One thing I don't like about the NH is the jack seems like its too short. So when I store my rake for a few days, I like to store it "up", so I can grab it with my 550 and take it to another field. What I find is that the jack is too short to lift the tongue of the rake over the truck or even the tractor hitch. I think it's a engineering or design defect. Also, the itch pin is tethered to the rake with a rubber strap. Broke it on day 1 and I don't even know how I broke it. Probably 2 bucks to replace, but being honest so you know what the bad parts are, too. 
I'm just going to buy a longer jack a new tether and pto protector and call it a day....
Gotta take MLappins advice and remove 3 pt hitches......someday.


----------



## slowzuki (Mar 8, 2011)

I don't get removing the 3 point hitches, if your tires are set out wide you can pin them tight to the tires and raised and they are well out of the way. Maybe like the old IH's some can't be pinned back?


----------



## Hayman1 (Jul 6, 2013)

Removal of the drop links and arms just gets rid of a bunch of stuff that gets in the way of hitching up, pto shafts, and hydraulic hoses. I don't need it on my mowing and baling tractor so I take them off after snow season for the summer unless I am going to chisel plow. My 18-38s are as wide as you can get on the 6100-there is no issue with them hitting tires or anything like that-I just don't like all that heavy metal in the way.


----------



## hog987 (Apr 5, 2011)

JD3430 said:


> Yep, single rotor drawbar.
> One thing I don't like about the NH is the jack seems like its too short. So when I store my rake for a few days, I like to store it "up", so I can grab it with my 550 and take it to another field. What I find is that the jack is too short to lift the tongue of the rake over the truck or even the tractor hitch. I think it's a engineering or design defect. Also, the itch pin is tethered to the rake with a rubber strap. Broke it on day 1 and I don't even know how I broke it. Probably 2 bucks to replace, but being honest so you know what the bad parts are, too.
> I'm just going to buy a longer jack a new tether and pto protector and call it a day....
> Gotta take MLappins advice and remove 3 pt hitches......someday.

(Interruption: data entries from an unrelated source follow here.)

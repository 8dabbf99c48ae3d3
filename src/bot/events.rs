//! Inbound events, independent of the Telegram update types

use teloxide::types::{ChatId, MessageId};

/// One inbound chat event
#[derive(Clone, Debug, PartialEq, Eq)]
pub enum InboundEvent {
    Text {
        chat_id: ChatId,
        message_id: MessageId,
        text: String,
        reply_to: Option<MessageId>,
    },
    Document {
        chat_id: ChatId,
        message_id: MessageId,
        file_name: Option<String>,
        /// Messenger-side file reference used to download the content
        file_ref: String,
    },
    Callback {
        chat_id: ChatId,
        callback_id: String,
        message_id: Option<MessageId>,
        data: Option<String>,
    },
    /// A message kind the bot does not process (photo, sticker, ...)
    Unsupported { chat_id: ChatId, message_id: MessageId },
}

impl InboundEvent {
    pub fn chat_id(&self) -> ChatId {
        match self {
            InboundEvent::Text { chat_id, .. }
            | InboundEvent::Document { chat_id, .. }
            | InboundEvent::Callback { chat_id, .. }
            | InboundEvent::Unsupported { chat_id, .. } => *chat_id,
        }
    }

    /// Short name used in logs
    pub fn kind(&self) -> &'static str {
        match self {
            InboundEvent::Text { .. } => "text",
            InboundEvent::Document { .. } => "document",
            InboundEvent::Callback { .. } => "callback",
            InboundEvent::Unsupported { .. } => "unsupported",
        }
    }
}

Just use some twine to tie the hitch pin back up. Remember your not a real farmer unless you use some twine once in awhile to fix something lol.


----------



## slowzuki (Mar 8, 2011)

Related to the rubber strap, I bought some equipment that had the pin welded to the tongue with a short piece of chain. I've slowly working to copy that on more of our equipment! Hate being at the wagon and the pin is missing.


----------



## krone.1 (Jul 28, 2013)

Two very good choices but our SW42 rake compares more closely with the Kuhn 4221.

The Krone SW42 has a raking width of 13'9" and a rotor diameter of 10'10"

The Kuhn 4221 has a working width of 13'5" and a rotor diameter of 10'6".

Our SW42 has 13 arms and 4 tines per arm.


----------



## Hayman1 (Jul 6, 2013)

krone.1 said:


> Two very good choices but our SW42 rake compares more closely with the Kuhn 4221.
> 
> The Krone SW42 has a raking width of 13'9" and a rotor diameter of 10'10"
> 
> ...


Thanks for the information but the 42 does not compare favorably in price to the 4221. Will run this one up the flag pole.


----------



## krone.1 (Jul 28, 2013)

How important is it to have foldable/removable tine arms on a rotary rake?


----------



## Hayman1 (Jul 6, 2013)

Depends on when you answer the question-before the soccer mom pops the hill on your side of the road and ruins your rake or after- why does that figure into the question since the 42 is 2K higher in purchase price?


----------



## Vol (Jul 5, 2009)

For me it is very important....makes a huge difference in storage space at the end of the haying season.....why do you ask?

Regards, Mike


----------



## krone.1 (Jul 28, 2013)

Just wanting to get some feedback.......

We get mixed reports on the importance of being able to remove or fold tines for transport. On our single rotor 3ph models we have foldable tine arms that allow for a narrower transport. On the drawbar versions, the arms are not foldable (or removable as in the Kuhn design). The reason we didn't put foldable arms on the drawbar version is to be able to keep the price close to the 3ph model, as it is more costly to build a drawbar machine.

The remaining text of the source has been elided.